More than 90% of disease-associated SNPs are actually located in the non-coding region (e.g., lncRNAs). The SNPs located in lncRNAs can either modify their secondary structure or affect their expression level [20]. As described in the Methods section, potential disease-associated lncRNAs of the 24 benchmark datasets were identified by disease-associated SNPs for DAnet analysis. The differential expressed lncRNAs were regarded as disease-associated lncRNAs for DEA (Supplementary Method S1). Subsequently, the Rate was utilized as a metric to measure the performance of DAnet and DEA about identifying experimentally verified lncRNAs. As shown in Supplementary Fig. S1, the Rate value of each dataset by the adjusted p value (from 0% for 18 datasets to 16.7% for GSE125583) was lower than that by the p value (from 0% for 11 datasets to 33.3% for GSE106388). Among the 24 datasets, there were 8 datasets with no differentially expressed genes using the FDR less than 0.05. Thus, the raw p value (p less than 0.05) was used for identifying the differential expressed lncRNAs across the 24 datasets. As shown in Fig. 1, the Rate of DAnet was varied (from 2.6% for TCGA-TC to 100% for GSE113013 and GSE108660) and the Rate of DEA was also differed greatly (from 0% for 11 datasets to 33.3% for GSE106388). The Rate of DAnet was generally no less than DEA across 24 benchmark datasets. Moreover, among the 24 benchmark datasets, two datasets GSE97210 and GSE120521 from the atherosclerosis were collected from the microarray and RNA-Seq, respectively. We further compared the differences between the microarray and RNA-Seq data in terms of the originally detected lncRNAs, the potential disease-associated lncRNAs and the experimentally validated lncRNAs. As shown in the Supplementary Fig. S2, the total number of the originally detected lncRNAs for GSE97210 and GSE120521 was 10,347 and 10343, respectively. The number of lncRNAs detected by both GSE97210 and GSE120521 was 6836 (highlighted in blue and red lines). The number of potential disease-associated lncRNAs for GSE97210 and GSE120521 was 163 and 120, respectively. The number of shared lncRNAs was 111 (highlighted in green and red lines). In both GSE97210 and GSE120521, the experimentally validated lncRNA (CDKN2B-AS1) was identified via the DAnet. These findings indicate that both GSE97210 and GSE120521 are consistent in identifying the experimentally validated lncRNA.

Fig. 1

Performance comparison between DAnet and DEA across the 24 benchmark datasets (shown in Table 1) based on the percentage of successful prediction (Rate, %), the Rate was for characterizing the experimentally verified disease associated lncRNAs.
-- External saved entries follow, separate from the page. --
//! Static map geometry: roads, buildings, offices, and the loot table.
//!
//! Roads are axis-aligned segments with a fixed half-width; a coordinate
//! counts as on-road when it falls inside the road's bounding rectangle
//! within a small tolerance. All movement in the game happens inside these
//! rectangles.

use std::collections::{HashMap, HashSet};

use rand::Rng;
use serde::{Deserialize, Serialize};
use thiserror::Error;

/// Half of a road's width, in world units.
pub const ROAD_HALF_WIDTH: f64 = 0.4;

/// Tolerance for deciding whether a coordinate lies on a road.
const COORD_TOLERANCE: f64 = 1e-3;

#[derive(Debug, Error, PartialEq, Eq)]
pub enum ModelError {
    #[error("duplicate office id '{0}'")]
    DuplicateOffice(String),
    #[error("office '{0}' does not lie on any road")]
    OfficeOffRoad(String),
    #[error("map '{0}' has no roads")]
    NoRoads(String),
    #[error("map with id '{0}' already exists")]
    DuplicateMap(String),
    #[error("the game has no maps")]
    NoMaps,
}

/// Integer grid point used by the static map geometry.
#[derive(Debug, Clone, Copy, PartialEq, Eq, Serialize, Deserialize)]
pub struct Point {
    pub x: i32,
    pub y: i32,
}

#[derive(Debug, Clone, Copy, PartialEq, Eq)]
pub struct Size {
    pub width: i32,
    pub height: i32,
}

#[derive(Debug, Clone, Copy, PartialEq, Eq)]
pub struct Rectangle {
    pub position: Point,
    pub size: Size,
}

#[derive(Debug, Clone, Copy, PartialEq, Eq)]
pub struct Offset {
    pub dx: i32,
    pub dy: i32,
}

/// Real-valued world position.
#[derive(Debug, Clone, Copy, PartialEq, Serialize, Deserialize)]
pub struct Coords {
    pub x: f64,
    pub y: f64,
}

impl Coords {
    pub fn new(x: f64, y: f64) -> Self {
        Self { x, y }
    }

    pub fn is_same(&self, other: &Coords) -> bool {
        (self.x - other.x).hypot(self.y - other.y) < 1e-18
    }
}

impl From<Point> for Coords {
    fn from(point: Point) -> Self {
        Self { x: point.x as f64, y: point.y as f64 }
    }
}

/// Dog velocity in world units per second.
#[derive(Debug, Clone, Copy, Default, PartialEq, Serialize, Deserialize)]
pub struct Velocity {
    pub vx: f64,
    pub vy: f64,
}

impl Velocity {
    pub fn new(vx: f64, vy: f64) -> Self {
        Self { vx, vy }
    }

    pub fn is_zero(&self) -> bool {
        self.vx.hypot(self.vy) < 1e-10
    }
}

/// An axis-aligned road segment with the implicit half-width applied on all
/// four sides.
#[derive(Debug, Clone, Copy, PartialEq)]
pub struct Road {
    start: Point,
    end: Point,
    x_min: f64,
    x_max: f64,
    y_min: f64,
    y_max: f64,
}

impl Road {
    fn new(start: Point, end: Point) -> Self {
        Self {
            start,
            end,
            x_min: start.x.min(end.x) as f64 - ROAD_HALF_WIDTH,
            x_max: start.x.max(end.x) as f64 + ROAD_HALF_WIDTH,
            y_min: start.y.min(end.y) as f64 - ROAD_HALF_WIDTH,
            y_max: start.y.max(end.y) as f64 + ROAD_HALF_WIDTH,
        }
    }

    pub fn horizontal(start: Point, end_x: i32) -> Self {
        Self::new(start, Point { x: end_x, y: start.y })
    }

    pub fn vertical(start: Point, end_y: i32) -> Self {
        Self::new(start, Point { x: start.x, y: end_y })
    }

    pub fn is_horizontal(&self) -> bool {
        self.start.y == self.end.y
    }

    pub fn is_vertical(&self) -> bool {
        self.start.x == self.end.x
    }

    pub fn start(&self) -> Point {
        self.start
    }

    pub fn end(&self) -> Point {
        self.end
    }

    pub fn length(&self) -> i32 {
        if self.is_horizontal() {
            (self.end.x - self.start.x).abs()
        } else {
            (self.end.y - self.start.y).abs()
        }
    }

    /// Whether `coords` lies inside the road rectangle, within tolerance.
    pub fn contains(&self, coords: Coords) -> bool {
        coords.x >= self.x_min - COORD_TOLERANCE
            && coords.x <= self.x_max + COORD_TOLERANCE
            && coords.y >= self.y_min - COORD_TOLERANCE
            && coords.y <= self.y_max + COORD_TOLERANCE
    }

    /// The point where the straight trajectory `from -> to` first leaves
    /// this road's rectangle.
    ///
    /// `from` is assumed to be inside the rectangle. The first boundary
    /// crossed by the parametric segment decides the exit; when the
    /// trajectory never leaves the rectangle the target itself is returned.
    pub fn exit_point(&self, from: Coords, to: Coords) -> Coords {
        let dx = to.x - from.x;
        let dy = to.y - from.y;

        let mut t_exit = f64::INFINITY;
        if dx > 0.0 {
            t_exit = t_exit.min((self.x_max - from.x) / dx);
        } else if dx < 0.0 {
            t_exit = t_exit.min((self.x_min - from.x) / dx);
        }
        if dy > 0.0 {
            t_exit = t_exit.min((self.y_max - from.y) / dy);
        } else if dy < 0.0 {
            t_exit = t_exit.min((self.y_min - from.y) / dy);
        }

        if !t_exit.is_finite() {
            return from;
        }
        let t = t_exit.clamp(0.0, 1.0);
        Coords::new(from.x + t * dx, from.y + t * dy)
    }

    /// Uniformly random coordinate inside the road rectangle.
    pub fn random_coords<R: Rng>(&self, rng: &mut R) -> Coords {
        let length_ratio: f64 = rng.gen();
        let width_ratio: f64 = rng.gen();
        let length = self.length() as f64;

        if self.is_horizontal() {
            Coords::new(
                self.start.x.min(self.end.x) as f64 + length_ratio * length,
                self.y_min + width_ratio * ROAD_HALF_WIDTH * 2.0,
            )
        } else {
            Coords::new(
                self.x_min + width_ratio * ROAD_HALF_WIDTH * 2.0,
                self.start.y.min(self.end.y) as f64 + length_ratio * length,
            )
        }
    }
}

/// Decorative building; only echoed back to clients.
#[derive(Debug, Clone, Copy, PartialEq, Eq)]
pub struct Building {
    pub bounds: Rectangle,
}

/// A deposit base where dogs hand their loot over for score.
#[derive(Debug, Clone, PartialEq, Eq)]
pub struct Office {
    pub id: String,
    pub position: Point,
    pub offset: Offset,
}

/// Immutable description of one map: geometry plus per-map game settings.
#[derive(Debug, Clone)]
pub struct Map {
    id: String,
    name: String,
    dog_speed: f64,
    bag_capacity: usize,
    loot_period: f64,
    loot_probability: f64,
    loot_values: Vec<i32>,
    loot_types: Vec<serde_json::Value>,
    dog_retirement_time_ms: u64,
    roads: Vec<Road>,
    buildings: Vec<Building>,
    offices: Vec<Office>,
    office_ids: HashSet<String>,
}

impl Map {
    #[allow(clippy::too_many_arguments)]
    pub fn new(
        id: String,
        name: String,
        dog_speed: f64,
        bag_capacity: usize,
        loot_period: f64,
        loot_probability: f64,
        loot_values: Vec<i32>,
        loot_types: Vec<serde_json::Value>,
        dog_retirement_time_ms: u64,
    ) -> Self {
        Self {
            id,
            name,
            dog_speed,
            bag_capacity,
            loot_period,
            loot_probability,
            loot_values,
            loot_types,
            dog_retirement_time_ms,
            roads: Vec::new(),
            buildings: Vec::new(),
            offices: Vec::new(),
            office_ids: HashSet::new(),
        }
    }

    pub fn id(&self) -> &str {
        &self.id
    }

    pub fn name(&self) -> &str {
        &self.name
    }

    pub fn dog_speed(&self) -> f64 {
        self.dog_speed
    }

    pub fn bag_capacity(&self) -> usize {
        self.bag_capacity
    }

    pub fn loot_period(&self) -> f64 {
        self.loot_period
    }

    pub fn loot_probability(&self) -> f64 {
        self.loot_probability
    }

    pub fn loot_type_count(&self) -> usize {
        self.loot_values.len()
    }

    pub fn loot_value(&self, type_index: usize) -> i32 {
        self.loot_values.get(type_index).copied().unwrap_or(0)
    }

    /// Raw `lootTypes` array from the config, echoed by the map endpoint.
    pub fn loot_types(&self) -> &[serde_json::Value] {
        &self.loot_types
    }

    pub fn dog_retirement_time_ms(&self) -> u64 {
        self.dog_retirement_time_ms
    }

    pub fn roads(&self) -> &[Road] {
        &self.roads
    }

    pub fn buildings(&self) -> &[Building] {
        &self.buildings
    }

    pub fn offices(&self) -> &[Office] {
        &self.offices
    }

    pub fn add_road(&mut self, road: Road) {
        self.roads.push(road);
    }

    pub fn add_building(&mut self, building: Building) {
        self.buildings.push(building);
    }

    /// Adds a deposit base. The id must be unique and the base must stand
    /// on a road, otherwise dogs could never reach it.
    pub fn add_office(&mut self, office: Office) -> Result<(), ModelError> {
        if self.office_ids.contains(&office.id) {
            return Err(ModelError::DuplicateOffice(office.id));
        }
        if self.road_index_by_coords(office.position.into()).is_none() {
            return Err(ModelError::OfficeOffRoad(office.id));
        }
        self.office_ids.insert(office.id.clone());
        self.offices.push(office);
        Ok(())
    }

    /// Uniformly random on-road coordinate: pick a road, then a point in it.
    pub fn random_coord_in_roads<R: Rng>(&self, rng: &mut R) -> Coords {
        let ratio: f64 = rng.gen();
        let road_index = (ratio * (self.roads.len() - 1) as f64).round() as usize;
        self.roads[road_index].random_coords(rng)
    }

    /// The integer start point of the first road; the deterministic spawn.
    pub fn first_road_start(&self) -> Point {
        self.roads[0].start()
    }

    /// Index of the first road containing `coords`, in list order.
    pub fn road_index_by_coords(&self, coords: Coords) -> Option<usize> {
        self.roads.iter().position(|road| road.contains(coords))
    }

    /// Index of the first road containing `coords` that is not in
    /// `exclude`. Used during handover to avoid bouncing back onto roads
    /// already visited within the step.
    pub fn another_road_index_at(&self, coords: Coords, exclude: &[usize]) -> Option<usize> {
        self.roads
            .iter()
            .enumerate()
            .find(|(index, road)| road.contains(coords) && !exclude.contains(index))
            .map(|(index, _)| index)
    }
}

/// The full set of maps known to the application.
#[derive(Debug, Clone, Default)]
pub struct Game {
    maps: Vec<Map>,
    map_id_to_index: HashMap<String, usize>,
}

impl Game {
    pub fn new() -> Self {
        Self::default()
    }

    pub fn add_map(&mut self, map: Map) -> Result<(), ModelError> {
        if map.roads().is_empty() {
            return Err(ModelError::NoRoads(map.id().to_string()));
        }
        if self.map_id_to_index.contains_key(map.id()) {
            return Err(ModelError::DuplicateMap(map.id().to_string()));
        }
        self.map_id_to_index.insert(map.id().to_string(), self.maps.len());
        self.maps.push(map);
        Ok(())
    }

    pub fn maps(&self) -> &[Map] {
        &self.maps
    }

    pub fn map_index(&self, id: &str) -> Option<usize> {
        self.map_id_to_index.get(id).copied()
    }

    pub fn find_map(&self, id: &str) -> Option<&Map> {
        self.map_index(id).map(|index| &self.maps[index])
    }
}

#[cfg(test)]
mod tests {
    use super::*;
    use assert_approx_eq::assert_approx_eq;
    use rand::rngs::StdRng;
    use rand::SeedableRng;

    fn test_map() -> Map {
        Map::new(
            "town".to_string(),
            "Town".to_string(),
            4.0,
            3,
            5.0,
            0.5,
            vec![10, 30],
            Vec::new(),
            60_000,
        )
    }

    #[test]
    fn test_road_contains_with_width() {
        let road = Road::horizontal(Point { x: 0, y: 0 }, 10);
        assert!(road.contains(Coords::new(5.0, 0.0)));
        assert!(road.contains(Coords::new(5.0, 0.4)));
        assert!(road.contains(Coords::new(-0.4, -0.4)));
        assert!(!road.contains(Coords::new(5.0, 0.5)));
        assert!(!road.contains(Coords::new(10.5, 0.0)));
    }

    #[test]
    fn test_road_contains_tolerance() {
        let road = Road::horizontal(Point { x: 0, y: 0 }, 10);
        assert!(road.contains(Coords::new(10.4009, 0.0)));
        assert!(!road.contains(Coords::new(10.402, 0.0)));
    }

    #[test]
    fn test_exit_point_right_edge() {
        let road = Road::horizontal(Point { x: 0, y: 0 }, 10);
        let exit = road.exit_point(Coords::new(9.0, 0.0), Coords::new(12.0, 0.0));
        assert_approx_eq!(exit.x, 10.4);
        assert_approx_eq!(exit.y, 0.0);
    }

    #[test]
    fn test_exit_point_top_edge() {
        let road = Road::horizontal(Point { x: 0, y: 0 }, 10);
        let exit = road.exit_point(Coords::new(5.0, 0.0), Coords::new(5.0, -3.0));
        assert_approx_eq!(exit.x, 5.0);
        assert_approx_eq!(exit.y, -0.4);
    }

    #[test]
    fn test_exit_point_stationary_target_inside() {
        let road = Road::vertical(Point { x: 2, y: 0 }, 8);
        let from = Coords::new(2.0, 3.0);
        let exit = road.exit_point(from, from);
        assert!(exit.is_same(&from));
    }

    #[test]
    fn test_random_coords_stay_on_road() {
        let road = Road::vertical(Point { x: 3, y: -5 }, 5);
        let mut rng = StdRng::seed_from_u64(7);
        for _ in 0..100 {
            let coords = road.random_coords(&mut rng);
            assert!(road.contains(coords));
        }
    }

    #[test]
    fn test_map_random_coord_on_some_road() {
        let mut map = test_map();
        map.add_road(Road::horizontal(Point { x: 0, y: 0 }, 10));
        map.add_road(Road::vertical(Point { x: 0, y: 0 }, 5));
        let mut rng = StdRng::seed_from_u64(42);
        for _ in 0..100 {
            let coords = map.random_coord_in_roads(&mut rng);
            assert!(map.road_index_by_coords(coords).is_some());
        }
    }

    #[test]
    fn test_duplicate_office_rejected() {
        let mut map = test_map();
        map.add_road(Road::horizontal(Point { x: 0, y: 0 }, 10));
        let office = Office {
            id: "o1".to_string(),
            position: Point { x: 5, y: 0 },
            offset: Offset { dx: 1, dy: 1 },
        };
        assert!(map.add_office(office.clone()).is_ok());
        assert_eq!(
            map.add_office(office),
            Err(ModelError::DuplicateOffice("o1".to_string()))
        );
    }

    #[test]
    fn test_office_off_road_rejected() {
        let mut map = test_map();
        map.add_road(Road::horizontal(Point { x: 0, y: 0 }, 10));
        let office = Office {
            id: "o1".to_string(),
            position: Point { x: 5, y: 7 },
            offset: Offset { dx: 1, dy: 1 },
        };
        assert_eq!(
            map.add_office(office),
            Err(ModelError::OfficeOffRoad("o1".to_string()))
        );
    }

    #[test]
    fn test_game_rejects_map_without_roads() {
        let mut game = Game::new();
        assert_eq!(
            game.add_map(test_map()),
            Err(ModelError::NoRoads("town".to_string()))
        );
    }

    #[test]
    fn test_another_road_excludes_visited() {
        let mut map = test_map();
        map.add_road(Road::horizontal(Point { x: 0, y: 0 }, 10));
        map.add_road(Road::vertical(Point { x: 0, y: 0 }, 5));
        let corner = Coords::new(0.0, 0.0);
        assert_eq!(map.road_index_by_coords(corner), Some(0));
        assert_eq!(map.another_road_index_at(corner, &[0]), Some(1));
        assert_eq!(map.another_road_index_at(corner, &[0, 1]), None);
    }
}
Similarly, the EF was employed to assess the ability of DAnet and DEA about controlling the false characterization. As shown in Fig. 2, the EF of DAnet was differed greatly (from 2.2 for GSE125583 to 272.3 for GSE113013) and the EF of DEA was also varied (from 0.0 for 11 datasets to 9.2 for GSE106388). The EF of DAnet was generally no less than DEA of each dataset and all EFs of DAnet were greater than one.

Fig. 2

Performance comparison between DAnet and DEA across the 24 benchmark datasets (shown in Table 1) based on the enrichment factor (EF), the EF represented the comparison between the concentration of the experimentally verified lncRNAs in the identification results of DAnet/DEA and the concentration in the entire lncRNAs expression.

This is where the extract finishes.